Preston Swan, Vice President of Quality Control & Risk Management at KEMH.

The days of wondering when a nurse or doctor will see them are over for patients at King Edward VII Memorial Hospital.

Preston Swan, vice president of Quality and Risk Management at KEMH, said a new policy of hourly rounding is now in place on the four main wards during the day.

At night, nurses check on patients every two hours instead of every hour.

This means that at least once every hour during the day, a nurse checks in on each patient.

According to Mr. Swan, this has greatly improved patient satisfaction. Surveys are done monthly by Research.bm and Mr. Swan said his department looks over the data very carefully. The respondents are selected randomly.

"We do over 300 patient surveys a month," he said. Almost anyone coming for treatment at the hospital can be chosen – in-patients, out-patients, visitors to the Emergency Department and surgical patients. Quality of care is continuous.

"It's a journey and we are always looking at improvements, always aiming to achieve best practice," said Mr. Swan.

The new practice of seeing patients at least once every hour brings KEMH more in-line with best practices for health care institutions.

"The hourly rounding is a nursing and quality initiative," said Mr. Swan. "The emphasis is on addressing the three Ps: position, to prevent bed sores; potty, to offer assistance if necessary to the bathroom, to prevent falls and pain, to assess pain regularly and offer medication as necessary.

"All these measures will help to keep patients safe, reduce the frequency of using the call bells and increase patient satisfaction."

Patients at KEMH have indicated that they like the attention hourly rounding affords them. They feel that they are truly being cared for and have not been lost in the hustle and bustle of hospital activity.

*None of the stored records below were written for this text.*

#[cfg(test)]
mod tests {
    use super::*;
    use crate::acme::ChallengeExecutor;
    use crate::fallback::FALLBACK_ISSUER_CN;
    use std::path::PathBuf;
    use tempfile::TempDir;

    fn metadata(issuer: &str, not_after: DateTime<Utc>) -> EntryMetadata {
        EntryMetadata {
            alias: "cert-test".to_string(),
            issuer: issuer.to_string(),
            not_before: not_after - chrono::Duration::days(90),
            not_after,
            sans: vec!["example.com".to_string()],
        }
    }

    #[test]
    fn missing_certificate_needs_refresh() {
        assert!(RenewalScheduler::needs_refresh(None, Utc::now()));
    }

    #[test]
    fn fallback_certificate_always_needs_refresh() {
        let now = Utc::now();
        let meta = metadata(
            &format!("CN={FALLBACK_ISSUER_CN}"),
            now + chrono::Duration::days(365),
        );
        assert!(RenewalScheduler::needs_refresh(Some(&meta), now));
    }

    #[test]
    fn expiring_certificate_needs_refresh() {
        let now = Utc::now();
        let meta = metadata("CN=Pebble Intermediate CA", now + chrono::Duration::days(3));
        assert!(RenewalScheduler::needs_refresh(Some(&meta), now));
    }

    #[test]
    fn threshold_boundary_is_strict() {
        let now = Utc::now();
        let exactly = metadata("CN=Pebble Intermediate CA", now + chrono::Duration::days(7));
        assert!(!RenewalScheduler::needs_refresh(Some(&exactly), now));

        let just_below = metadata(
            "CN=Pebble Intermediate CA",
            now + chrono::Duration::days(7) - chrono::Duration::seconds(1),
        );
        assert!(RenewalScheduler::needs_refresh(Some(&just_below), now));
    }

    #[test]
    fn fresh_certificate_does_not_need_refresh() {
        let now = Utc::now();
        let meta = metadata("CN=Pebble Intermediate CA", now + chrono::Duration::days(60));
        assert!(!RenewalScheduler::needs_refresh(Some(&meta), now));
    }

    #[test]
    fn failure_outcomes_pick_the_retry_delay() {
        let period = Duration::from_secs(3600);
        let retry = Duration::from_secs(60);
        assert_eq!(
            CycleOutcome::CertificateStillValid.next_delay(period, retry),
            period
        );
        assert_eq!(CycleOutcome::Renewed.next_delay(period, retry), period);
        assert_eq!(
            CycleOutcome::FallbackInstalled.next_delay(period, retry),
            retry
        );
        assert_eq!(CycleOutcome::Failed.next_delay(period, retry), retry);
    }

    struct Fixture {
        scheduler: RenewalScheduler,
        store: Arc<Mutex<CredentialStore>>,
        store_path: PathBuf,
        _dir: TempDir,
    }

    /// Scheduler wired against an unreachable CA endpoint.
    fn unreachable_ca_fixture() -> Fixture {
        let dir = TempDir::new().unwrap();
        let store_path = dir.path().join("credentials.store");
        let store = CredentialStore::load(&store_path, "store-pw").unwrap();
        let store = Arc::new(Mutex::new(store));
        let notifier = Arc::new(ReloadNotifier::new());
        let domains = DomainSet::new(["localhost", "alt.localhost"]).unwrap();

        let accounts = AccountClient::new(
            // Nothing listens on port 1; connection is refused immediately.
            "https://127.0.0.1:1/dir",
            "ops@example.com",
            true,
            dir.path().join("account.pem"),
        );
        let challenges = ChallengeExecutor::new(store.clone(), notifier.clone(), "key-pw");
        let orders = OrderProcessor::new(store.clone(), challenges, "key-pw");
        let scheduler = RenewalScheduler::new(
            domains,
            store.clone(),
            notifier,
            accounts,
            orders,
            "key-pw",
        )
        .unwrap();
        Fixture {
            scheduler,
            store,
            store_path,
            _dir: dir,
        }
    }

    #[test]
    fn unreachable_ca_installs_fallback() {
        let fixture = unreachable_ca_fixture();
        let outcome = fixture.scheduler.run_cycle();
        assert_eq!(outcome, CycleOutcome::FallbackInstalled);
        assert_eq!(fixture.scheduler.state(), ConnectorState::FallbackActive);

        let alias = fixture.scheduler.domains().alias();
        let store = fixture.store.lock().unwrap();
        let meta = store.entry_metadata(&alias).expect("fallback entry");
        assert!(is_fallback_issuer(&meta.issuer));
        let mut sans = meta.sans.clone();
        sans.sort();
        assert_eq!(sans, ["alt.localhost", "localhost"]);

        // The retry delay applies while the fallback is active.
        assert_eq!(
            outcome.next_delay(
                fixture.scheduler.renew_period(),
                fixture.scheduler.retry_delay()
            ),
            fixture.scheduler.retry_delay()
        );
    }

    #[test]
    fn repeated_failures_keep_the_existing_fallback() {
        let fixture = unreachable_ca_fixture();
        assert_eq!(fixture.scheduler.run_cycle(), CycleOutcome::FallbackInstalled);
        // Second cycle: renewal still fails, the installed fallback stays.
        assert_eq!(fixture.scheduler.run_cycle(), CycleOutcome::Failed);
        assert_eq!(fixture.scheduler.state(), ConnectorState::FallbackActive);
    }

    #[test]
    fn valid_certificate_skips_the_cycle_without_writes() {
        let fixture = unreachable_ca_fixture();
        let alias = fixture.scheduler.domains().alias();

        // Install a certificate that looks ACME-issued and far from expiry.
        let params = rcgen::CertificateParams::new(vec![
            "localhost".to_string(),
            "alt.localhost".to_string(),
        ])
        .unwrap();
        let key = rcgen::KeyPair::generate().unwrap();
        let cert = params.self_signed(&key).unwrap();
        {
            let mut store = fixture.store.lock().unwrap();
            store
                .put(&alias, &key.serialize_pem(), &[cert.pem()], "key-pw")
                .unwrap();
            store.persist().unwrap();
        }
        let modified_before = std::fs::metadata(&fixture.store_path)
            .unwrap()
            .modified()
            .unwrap();

        assert_eq!(
            fixture.scheduler.run_cycle(),
            CycleOutcome::CertificateStillValid
        );
        assert_eq!(
            fixture.scheduler.run_cycle(),
            CycleOutcome::CertificateStillValid
        );
        assert_eq!(fixture.scheduler.state(), ConnectorState::HasValidCert);

        // No store write happened on either cycle.
        let modified_after = std::fs::metadata(&fixture.store_path)
            .unwrap()
            .modified()
            .unwrap();
        assert_eq!(modified_before, modified_after);
    }

    #[test]
    fn worker_stops_on_handle_drop() {
        let fixture = unreachable_ca_fixture();
        let scheduler = Arc::new(fixture.scheduler);
        let handle = scheduler.spawn().unwrap();
        // Give the worker time for its immediate first evaluation.
        std::thread::sleep(Duration::from_millis(50));
        handle.stop();
    }
}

While the hospital is always caring for patients, Mr. Swan admitted that that is not always the perception from the patient's point of view.

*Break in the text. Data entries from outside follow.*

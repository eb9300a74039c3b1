use std::sync::{Arc, Mutex, MutexGuard};

use acme_lib::api::ApiOrder;
use acme_lib::Account;
use chrono::Utc;
use log::{debug, info};
use zeroize::Zeroizing;

use super::{ChallengeExecutor, MemoryPersist};
use crate::domain::DomainSet;
use crate::error::RenewalError;
use crate::store::{CredentialStore, StoreError};

/// A freshly issued credential: private key plus chain, leaf first.
pub struct IssuedCertificate {
    pub key_pem: Zeroizing<String>,
    pub chain_pem: Vec<String>,
}

/// Drives one certificate order end to end: order creation, authorization
/// challenges, readiness check, finalization, and chain download.
pub struct OrderProcessor {
    store: Arc<Mutex<CredentialStore>>,
    challenges: ChallengeExecutor,
    key_password: Zeroizing<String>,
    poll_millis: u64,
}

impl OrderProcessor {
    pub fn new(
        store: Arc<Mutex<CredentialStore>>,
        challenges: ChallengeExecutor,
        key_password: &str,
    ) -> Self {
        Self {
            store,
            challenges,
            key_password: Zeroizing::new(key_password.to_string()),
            poll_millis: 1_000,
        }
    }

    pub fn run(
        &self,
        account: &Account<MemoryPersist>,
        domains: &DomainSet,
    ) -> Result<IssuedCertificate, RenewalError> {
        info!("[order] creating order for {domains}");
        let mut order = account
            .new_order(domains.primary(), &domains.alt_names())
            .map_err(RenewalError::from_order)?;

        // One in-flight challenge at a time keeps the shared store's alias
        // space simple; authorizations are resolved sequentially.
        for auth in order.authorizations().map_err(RenewalError::from_order)? {
            if auth.api_auth().is_status_pending() {
                self.challenges.execute(&auth)?;
            } else {
                debug!(
                    "[order] authorization for {} already settled",
                    auth.domain_name()
                );
            }
        }

        order.refresh().map_err(RenewalError::from_order)?;
        let Some(csr_order) = order.confirm_validations() else {
            return Err(order_not_ready(order.api_order()));
        };

        let key_pem = self.select_key_pair(domains)?;

        // Submitting the CSR moves the order to processing; poll at 1s until
        // it settles.
        let cert_order = csr_order
            .finalize(&key_pem, self.poll_millis)
            .map_err(RenewalError::from_order)?;
        let certificate = cert_order
            .download_and_save_cert()
            .map_err(RenewalError::from_order)?;

        let chain_pem = split_chain(certificate.certificate())?;
        if chain_pem.is_empty() {
            return Err(RenewalError::CertificateUnavailable);
        }
        info!(
            "[order] certificate issued for {domains} ({} certificates in chain)",
            chain_pem.len()
        );
        Ok(IssuedCertificate { key_pem, chain_pem })
    }

    /// Reuses the key already on file for this alias while its certificate
    /// is unexpired; otherwise generates a fresh one. Key continuity avoids
    /// rotation noise without hanging on to keys of expired certificates.
    fn select_key_pair(&self, domains: &DomainSet) -> Result<Zeroizing<String>, RenewalError> {
        let alias = domains.alias();
        {
            let store = self.lock_store()?;
            if let Some(entry) = store.get(&alias, &self.key_password)? {
                if !entry.is_expired(Utc::now()) {
                    debug!("[order] reusing existing private key for {alias}");
                    return Ok(entry.key_pem);
                }
            }
        }
        debug!("[order] generating fresh private key for {alias}");
        let key = acme_lib::create_p256_key();
        let pem = key
            .private_key_to_pem_pkcs8()
            .map_err(|err| RenewalError::Pki(format!("serialize private key: {err}")))?;
        let pem = String::from_utf8(pem)
            .map_err(|_| RenewalError::Pki("private key PEM is not valid UTF-8".into()))?;
        Ok(Zeroizing::new(pem))
    }

    fn lock_store(&self) -> Result<MutexGuard<'_, CredentialStore>, StoreError> {
        self.store
            .lock()
            .map_err(|_| StoreError::Unavailable("store lock poisoned".into()))
    }
}

/// The order did not reach ready after its authorizations settled; surface
/// the CA's error detail rather than a bare status.
fn order_not_ready(api_order: &ApiOrder) -> RenewalError {
    match &api_order.error {
        Some(problem) => RenewalError::OrderRejected {
            error_type: problem._type.clone(),
            detail: problem.detail.clone().unwrap_or_default(),
        },
        None => RenewalError::OrderRejected {
            error_type: "order-not-ready".to_string(),
            detail: format!(
                "order status is {}",
                api_order.status.as_deref().unwrap_or("unknown")
            ),
        },
    }
}

/// Splits a PEM bundle (leaf first, as returned by the CA) into individual
/// certificates.
fn split_chain(pem_bundle: &str) -> Result<Vec<String>, RenewalError> {
    let blocks = pem::parse_many(pem_bundle)
        .map_err(|err| RenewalError::Pki(format!("invalid certificate bundle: {err}")))?;
    Ok(blocks.iter().map(pem::encode).collect())
}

But he said since the introduction of the hospitalists programme, patient satisfaction has been rising.

Hospitalists are staff doctors that care for patients in the hospital. This may sound odd, but before the programme was implemented, it fell to a patient's personal doctor to attend to them despite the fact that they did not work for KEMH.

They were granted permission from the hospital, commonly referred to as "hospital privileges".

However the hospital was powerless to make demands on the doctors and could not require them to see their patients every day. The new system was introduced early this year. It allows hospital staff doctors, called hospitalists, to assume responsibility for patients.

"The hospitalists team do daily rounds on patients to discuss their care and treatment," said Mr. Swan.

Patients love the new programme, he said. Private doctors now liaise with hospitalists who talk regularly and directly with patients.

Mr. Swan said the hospitalists brief patients on talks they've had with their private doctors and present advice/options and let them know of decisions made.

This improvement in patient-physician communications also helps patients psychologically.

They are kept abreast of their health care and don't have to wonder and worry unnecessarily.

Hourly rounding began in KEMH's Gordon and Cooper wards in June and in October was expanded to Perry and Curtis wards.

Mr. Swan said in the next few months it will be extended to the hospital's Gosling and Maternity wards.